4. There should be no new negative reporting on discharged debts. Although there is nothing that you can do to remove the negative reporting for a particular creditor prior to the bankruptcy, no creditor is allowed to add derogatory information to your credit report subsequent to the bankruptcy filing date for a covered debt. So, for example, if you have a Sears credit card debt and you filed bankruptcy on January 1, 2010, then Sears cannot report that you were late on payments for February 2010 or any months thereafter. It is quite common for the creditors to continue to report the delinquent status of a discharged debt even after the bankruptcy filing date. Even if the balance shows as zero, any ongoing negative, monthly reporting could adversely impact your credit score. Obviously, for debts that survive the bankruptcy, such as student loans, vehicles, and mortgages, the creditor can and will report how you pay the debt after the bankruptcy filing. However, for discharged debts, the date of the bankruptcy filing should be the last date of any active reporting.

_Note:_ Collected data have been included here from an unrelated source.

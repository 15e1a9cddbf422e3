//! Crash-guard and dump-execution tests.
//!
//! The crash guard is claimed once per process lifetime and a losing
//! thread parks forever, so every `serialize = true` call in this binary
//! lives in a single test on a single thread.

use std::ffi::CString;

use unipal_core::dump::{create_crash_dump, generate_core_dump, DumpConfig};

fn cstrings(args: &[&str]) -> Vec<CString>
{
    args.iter().map(|a| CString::new(*a).unwrap()).collect()
}

#[test]
fn guard_claims_once_and_refuses_reentry()
{
    let argv = cstrings(&["/bin/true"]);

    // First claim wins and the dump command (a stand-in utility) succeeds.
    assert!(create_crash_dump(&argv, None, true));

    // Same thread coming back is refused immediately instead of parked.
    assert!(!create_crash_dump(&argv, None, true));
}

#[test]
fn nonzero_utility_exit_is_a_failure()
{
    let argv = cstrings(&["/bin/false"]);
    assert!(!create_crash_dump(&argv, None, false));
}

#[test]
fn utility_stderr_is_captured_into_the_buffer()
{
    let argv = cstrings(&["/bin/sh", "-c", "echo oops >&2; exit 3"]);
    let mut buffer = [0u8; 256];

    assert!(!create_crash_dump(&argv, Some(&mut buffer), false));

    let text = String::from_utf8_lossy(&buffer);
    assert!(text.contains("oops"), "captured: {text}");
}

#[test]
fn missing_dump_utility_fails_cleanly()
{
    let config = DumpConfig {
        enabled: true,
        runtime_dir: Some("/definitely/not/here".into()),
        ..DumpConfig::default()
    };
    assert!(!generate_core_dump(&config, None));
}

How to Fix Your Credit Report
We are often asked by our clients whether we will fix their credit report for them. Our response is that fixing your credit report does not require an attorney and is really quite simple as long as you point out in detail to the agency what you are disputing.The following is the current contact information for the three major credit reporting agencies:
P.O. Box 105873 Atlanta, GA 30348 800-685-1111
P.O. Box 2002 Allen, TX 75013-2002 888-397-3742
P.O. Box 1000 Chester, PA 19022 800-888-4213
Do not simply send a letter to the credit reporting agency stating that your credit report is wrong or that the bankruptcy is not properly being reflected. Your letter to the agency should specify each particular item that you are disputing and should tell the agency exactly the way you believe the item should be reported. If you have 10 different items that you think are improperly reported, you should separately list each of these 10 items.

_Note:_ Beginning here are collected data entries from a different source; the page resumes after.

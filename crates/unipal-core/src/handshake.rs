//! # Debugger Startup Handshake
//!
//! Lets a debugger that launched (or pre-registered interest in) this
//! process hold it at startup until the debugger is ready.
//!
//! Two transports, tried in order:
//!
//! 1. **FIFO pipes**: the debugger pre-creates
//!    `<tmp>/unipal-debug-pipe-<pid>-<key>-st` and `...-co`; we write a
//!    "started" byte to `st` and block reading a "continue" byte from `co`.
//! 2. **Named semaphores**: the debugger pre-creates
//!    `/unist<pid:08x><key:016x>` and `/unico...`; we post the startup
//!    semaphore and wait on the continue one.
//!
//! Pids recycle, so both rendezvous names embed a disambiguation key: the
//! OS-reported start time of the process. A debugger that recorded the key
//! for a dead pid will never collide with an unrelated process that later
//! received the same pid.
//!
//! Absence of the rendezvous objects is the common case (nobody is
//! debugging us) and is reported as "not launched by a debugger", never as
//! an error.

use std::ffi::CString;

use tracing::{debug, error, trace, warn};

use crate::context::process_context;
use crate::types::ProcessId;

const PIPE_NAME_PREFIX: &str = "unipal-debug-pipe";
const SEMAPHORE_NAME_PREFIX: &str = "/uni";
const STARTUP_SUFFIX: &str = "st";
const CONTINUE_SUFFIX: &str = "co";

/// POSIX named-semaphore name cap, matching what `sem_open` accepts on
/// each platform (`NAME_MAX - 4` on Linux).
#[cfg(any(target_os = "macos", target_os = "ios"))]
const SEM_NAME_MAX: usize = 31;
#[cfg(not(any(target_os = "macos", target_os = "ios")))]
const SEM_NAME_MAX: usize = 255 - 4;

/// Delay between retries while a FIFO exists but has no reader yet.
const PIPE_OPEN_RETRY_DELAY_MS: i64 = 500;

/// Single-byte events carried over the startup/continue pipes.
const EVENT_STARTED: u8 = 1;
const EVENT_CONTINUE: u8 = 2;

/// Pipe-transport outcome; `Disabled` falls through to the semaphores.
#[derive(Debug, Clone, Copy, PartialEq, Eq)]
enum PipeHandshake
{
    /// The debugger did not set up pipes; try the semaphore transport.
    Disabled,
    /// Pipes were present but the exchange failed.
    Failed,
    Succeeded,
}

fn errno() -> i32
{
    std::io::Error::last_os_error().raw_os_error().unwrap_or(0)
}

/// Perform the startup handshake if a debugger is waiting for this process.
///
/// Blocks until the debugger signals continue. Returns `true` when the
/// process was launched/registered for debugging and the handshake
/// completed, `false` when no debugger is waiting or the exchange failed;
/// startup proceeds either way.
pub fn notify_runtime_started() -> bool
{
    let pid = process_context().current_pid();
    let key = disambiguation_key(pid);

    match notify_using_pipes(pid, key) {
        PipeHandshake::Succeeded => {
            debug!("pipe handshake succeeded");
            true
        }
        PipeHandshake::Failed => {
            warn!("pipe handshake failed");
            false
        }
        PipeHandshake::Disabled => {
            trace!("no startup pipes; trying semaphores");
            notify_using_semaphores(pid, key)
        }
    }
}

fn pipe_name(pid: ProcessId, key: u64, suffix: &str) -> Option<CString>
{
    let path = std::env::temp_dir().join(format!("{PIPE_NAME_PREFIX}-{pid}-{key}-{suffix}"));
    CString::new(path.into_os_string().into_encoded_bytes()).ok()
}

/// `open` with retry semantics for FIFO rendezvous.
///
/// Opening the write side of a FIFO whose reader has not arrived yet fails
/// with `ENXIO` under `O_NONBLOCK`; that case is retried on a fixed delay.
/// On success the descriptor is switched back to blocking mode.
fn open_pipe(name: &CString, flags: libc::c_int) -> Option<libc::c_int>
{
    let fd = loop {
        let fd = unsafe { libc::open(name.as_ptr(), flags | libc::O_NONBLOCK | libc::O_CLOEXEC) };
        if fd != -1 {
            break fd;
        }
        match errno() {
            libc::ENXIO if flags == libc::O_WRONLY => {
                let delay = libc::timespec {
                    tv_sec: 0,
                    tv_nsec: PIPE_OPEN_RETRY_DELAY_MS * 1_000_000,
                };
                unsafe { libc::nanosleep(&delay, std::ptr::null_mut()) };
            }
            libc::EINTR => {}
            _ => return None,
        }
    };

    // Back to blocking for the actual exchange.
    let status_flags = unsafe { libc::fcntl(fd, libc::F_GETFL) };
    if status_flags == -1
        || unsafe { libc::fcntl(fd, libc::F_SETFL, status_flags & !libc::O_NONBLOCK) } == -1
    {
        close_pipe(fd);
        return None;
    }

    Some(fd)
}

fn close_pipe(fd: libc::c_int)
{
    while unsafe { libc::close(fd) } < 0 && errno() == libc::EINTR {}
}

fn write_event(fd: libc::c_int, event: u8) -> bool
{
    loop {
        let n = unsafe { libc::write(fd, std::ptr::addr_of!(event).cast(), 1) };
        if n == 1 {
            return true;
        }
        if n == -1 && errno() != libc::EINTR {
            return false;
        }
    }
}

fn read_event(fd: libc::c_int) -> Option<u8>
{
    let mut event: u8 = 0;
    loop {
        let n = unsafe { libc::read(fd, std::ptr::addr_of_mut!(event).cast(), 1) };
        if n == 1 {
            return Some(event);
        }
        if n == -1 && errno() == libc::EINTR {
            continue;
        }
        return None;
    }
}

fn notify_using_pipes(pid: ProcessId, key: u64) -> PipeHandshake
{
    let absent = |err: i32| err == libc::ENOENT || err == libc::EACCES;

    let Some(continue_name) = pipe_name(pid, key, CONTINUE_SUFFIX) else {
        return PipeHandshake::Failed;
    };
    trace!(name = ?continue_name, "opening continue pipe");
    let Some(continue_fd) = open_pipe(&continue_name, libc::O_RDONLY) else {
        return if absent(errno()) {
            PipeHandshake::Disabled
        } else {
            error!(name = ?continue_name, errno = errno(), "opening continue pipe failed");
            PipeHandshake::Failed
        };
    };

    let startup_fd = pipe_name(pid, key, STARTUP_SUFFIX).and_then(|name| {
        trace!(name = ?name, "opening startup pipe");
        open_pipe(&name, libc::O_WRONLY)
    });
    let Some(startup_fd) = startup_fd else {
        let result = if absent(errno()) {
            PipeHandshake::Disabled
        } else {
            error!(errno = errno(), "opening startup pipe failed");
            PipeHandshake::Failed
        };
        close_pipe(continue_fd);
        return result;
    };

    let result = if !write_event(startup_fd, EVENT_STARTED) {
        error!(errno = errno(), "writing started event failed");
        PipeHandshake::Failed
    } else {
        trace!("waiting on continue event");
        match read_event(continue_fd) {
            Some(EVENT_CONTINUE) => PipeHandshake::Succeeded,
            other => {
                error!(?other, "invalid continue event");
                PipeHandshake::Failed
            }
        }
    };

    close_pipe(startup_fd);
    close_pipe(continue_fd);
    result
}

/// Build a named-semaphore rendezvous name.
///
/// Name overflow would make the two sides rendezvous on different
/// (truncated) names, so it degrades to "not launched" instead.
fn semaphore_name(pid: ProcessId, key: u64, suffix: &str) -> Option<CString>
{
    let name = format!("{SEMAPHORE_NAME_PREFIX}{suffix}{:08x}{key:016x}", pid.raw());
    if name.len() > SEM_NAME_MAX {
        warn!(%name, "semaphore name exceeds the platform limit");
        return None;
    }
    CString::new(name).ok()
}

fn notify_using_semaphores(pid: ProcessId, key: u64) -> bool
{
    let Some(startup_name) = semaphore_name(pid, key, STARTUP_SUFFIX) else {
        return false;
    };
    let Some(continue_name) = semaphore_name(pid, key, CONTINUE_SUFFIX) else {
        return false;
    };
    trace!(startup = ?startup_name, cont = ?continue_name, "opening startup semaphores");

    // The debugger creates both semaphores before we start; absence of the
    // startup one means nobody is waiting for us.
    let startup_sem = unsafe { libc::sem_open(startup_name.as_ptr(), 0) };
    if startup_sem == libc::SEM_FAILED {
        trace!(errno = errno(), "startup semaphore absent; not launched by a debugger");
        return false;
    }

    let continue_sem = unsafe { libc::sem_open(continue_name.as_ptr(), 0) };
    if continue_sem == libc::SEM_FAILED {
        error!(errno = errno(), "continue semaphore missing while startup exists");
        unsafe { libc::sem_close(startup_sem) };
        return false;
    }

    let launched = 'exchange: {
        if unsafe { libc::sem_post(startup_sem) } != 0 {
            error!(errno = errno(), "sem_post on the startup semaphore failed");
            break 'exchange false;
        }

        loop {
            if unsafe { libc::sem_wait(continue_sem) } == 0 {
                break 'exchange true;
            }
            if errno() == libc::EINTR {
                trace!("sem_wait interrupted; re-waiting");
                continue;
            }
            error!(errno = errno(), "sem_wait on the continue semaphore failed");
            break 'exchange false;
        }
    };

    unsafe {
        libc::sem_close(startup_sem);
        libc::sem_close(continue_sem);
    }
    launched
}

/// Stable per-incarnation key telling two processes with a recycled pid
/// apart.
///
/// On Linux this is the `starttime` field of `/proc/<pid>/stat`, in clock
/// ticks since boot. Both sides of the handshake must compute the same
/// value, so any failure yields the agreed-upon fallback of 0 rather than
/// an error.
#[must_use]
pub fn disambiguation_key(pid: ProcessId) -> u64
{
    #[cfg(target_os = "linux")]
    {
        match linux_start_time(pid) {
            Some(key) => key,
            None => {
                warn!(%pid, "could not read process start time; using key 0");
                0
            }
        }
    }

    #[cfg(not(target_os = "linux"))]
    {
        let _ = pid;
        0
    }
}

#[cfg(target_os = "linux")]
fn linux_start_time(pid: ProcessId) -> Option<u64>
{
    let stat = std::fs::read_to_string(format!("/proc/{pid}/stat")).ok()?;
    // The comm field may contain spaces and parentheses; everything after
    // the last ')' is well-formed space-separated fields, starting with
    // field 3 (state). starttime is field 22.
    let after_comm = &stat[stat.rfind(')')? + 1..];
    after_comm.split_whitespace().nth(19)?.parse().ok()
}

#[cfg(test)]
mod tests
{
    use super::*;

    #[test]
    fn semaphore_names_are_fixed_width_and_fit()
    {
        let name = semaphore_name(ProcessId(0x1234), 0xdead_beef, STARTUP_SUFFIX).unwrap();
        let name = name.to_str().unwrap();
        assert_eq!(name, "/unist0000123400000000deadbeef");
        // Must fit even the tightest platform cap (31 on apple).
        assert!(name.len() <= 31);
        assert_eq!(
            semaphore_name(ProcessId(0x1234), 0xdead_beef, CONTINUE_SUFFIX)
                .unwrap()
                .to_str()
                .unwrap(),
            "/unico0000123400000000deadbeef"
        );
    }

    #[test]
    fn pipe_names_embed_pid_key_and_role()
    {
        let name = pipe_name(ProcessId(77), 99, STARTUP_SUFFIX).unwrap();
        let name = name.to_str().unwrap();
        assert!(name.ends_with("unipal-debug-pipe-77-99-st"));
    }

    #[cfg(target_os = "linux")]
    #[test]
    fn own_start_time_is_nonzero()
    {
        let key = disambiguation_key(ProcessId(std::process::id()));
        assert_ne!(key, 0);
    }

    #[test]
    fn missing_key_source_degrades_to_zero()
    {
        // No pid this large exists, so the key source is unreadable.
        assert_eq!(disambiguation_key(ProcessId(0x3FFF_FFFD)), 0);
    }

    #[test]
    fn handshake_without_debugger_reports_not_launched()
    {
        // No rendezvous objects exist for this pid, so both transports
        // report absence without blocking.
        assert!(!notify_runtime_started());
    }
}
mod app_state;
mod handlers;

use std::net::SocketAddr;
use std::sync::Arc;

use axum::{routing::post, Router};
use sync_core::{
    committer::Committer, persistence::PersistenceManager, queue::SyncState, ConnectorConfig,
    EngineConfig, HttpCdsClient, IngestionQueue, SyncEngine,
};

use crate::app_state::AppState;
use crate::handlers::webhook::webhook_handler;

fn load_connectors(config: &EngineConfig) -> anyhow::Result<ConnectorConfig> {
    match &config.connectors_file {
        Some(path) => {
            let raw = std::fs::read_to_string(path)?;
            ConnectorConfig::from_toml_str(&raw).map_err(Into::into)
        }
        None => {
            tracing::warn!("no SYNC_CONNECTORS_FILE set, running with zero configured connectors");
            Ok(ConnectorConfig::default())
        }
    }
}

#[tokio::main]
async fn main() -> anyhow::Result<()> {
    tracing_subscriber::fmt()
        .with_env_filter(tracing_subscriber::EnvFilter::from_default_env())
        .init();

    let config = EngineConfig::load()?;
    let connectors = load_connectors(&config)?;

    let persistence = Arc::new(PersistenceManager::new(config.data_dir.clone()));
    for connector in connectors.connectors {
        persistence.register_connector(connector);
    }
    let cds = HttpCdsClient::new(config.cds_base_url.clone());
    let sync_state = Arc::new(SyncState::new());
    let engine = Arc::new(SyncEngine::new(Arc::clone(&persistence), cds, Arc::clone(&sync_state)));

    let (queue, receiver) = IngestionQueue::new();
    let worker_engine = Arc::clone(&engine);
    let worker = tokio::spawn(async move { worker_engine.run_worker(receiver).await });
    let committer_task = tokio::spawn(Committer::new(persistence, Arc::clone(&sync_state), config.commit_interval).run());

    let state = Arc::new(AppState { queue });
    let app = Router::new()
        .route("/webhooks/cds", post(webhook_handler))
        .with_state(state);

    let addr: SocketAddr = "0.0.0.0:8787".parse().unwrap();
    tracing::info!("relay-sync-server listening on {addr}");
    axum::serve(tokio::net::TcpListener::bind(addr).await?, app).await?;

    sync_state.request_stop();
    let _ = worker.await;
    let _ = committer_task.await;
    Ok(())
}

Also, remember that sending a dispute to one credit reporting agency is not going to impact the credit reports that you have with other agencies. You will have to submit the same request to each reporting agency because you never know which report will be reviewed by a prospective creditor.

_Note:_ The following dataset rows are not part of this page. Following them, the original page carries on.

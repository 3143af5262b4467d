//! Path sanitization: the one primitive every caller-supplied path must
//! pass through before it touches the filesystem. Deliberately stricter
//! than resolving `..` components — a literal `..` substring anywhere in
//! the input is rejected outright, which also catches symlink-escape
//! tricks a pure path-algebra check would miss.

use std::path::{Path, PathBuf};

use crate::error::SyncError;

/// Sanitize `raw` against `base`, returning the absolute path it refers to.
///
/// Algorithm (must stay in this order):
/// 1. Reject empty input.
/// 2. Strip leading `/`s.
/// 3. Reject if the literal substring `..` appears anywhere.
/// 4. Join onto `base`, canonicalize-by-components (not by resolving
///    symlinks), and require the result to be strictly inside `base`.
pub fn sanitize_path(base: &Path, raw: &str) -> Result<PathBuf, SyncError> {
    if raw.is_empty() {
        return Err(SyncError::PathEscape {
            path: raw.to_string(),
        });
    }

    let stripped = raw.trim_start_matches('/');
    if stripped.is_empty() {
        return Err(SyncError::PathEscape {
            path: raw.to_string(),
        });
    }

    if stripped.contains("..") {
        return Err(SyncError::PathEscape {
            path: raw.to_string(),
        });
    }

    let base = normalize(base);
    let candidate = normalize(&base.join(stripped));

    if candidate == base || !candidate.starts_with(&base) {
        return Err(SyncError::PathEscape {
            path: raw.to_string(),
        });
    }

    Ok(candidate)
}

/// Component-wise normalization that does not touch the filesystem (no
/// `canonicalize`, which would fail for paths that don't exist yet).
fn normalize(path: &Path) -> PathBuf {
    let mut out = PathBuf::new();
    for component in path.components() {
        use std::path::Component;
        match component {
            Component::CurDir => {}
            Component::ParentDir => {
                out.pop();
            }
            other => out.push(other.as_os_str()),
        }
    }
    out
}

Once you submit the dispute, the credit reporting agency will contact the creditor, and if that creditor does not respond within 30 days, the agency is supposed to update the information. However, do not assume that the credit reporting agency will necessarily agree with all of the “corrections” I have suggested above. Even now, there is still some uncertainty regarding the proper way that debts should be reported as a result of a bankruptcy. There are certainly court decisions confirming some of the points that I have addressed above, but there is no universal law or ruling on the topic. Most of the items will be properly addressed if you bring them to the attention of the credit reporting agency. The more errors that are corrected, the better.
We caution all clients against hiring any outside company that claims that they will be able to fix your credit or improve your credit score. There is no “magic fix” to your credit report. If you follow all of the steps outlined above, your credit will improve. You do not need an outside company or a lawyer to address problems on your credit report. You are certainly capable of handling this on your own.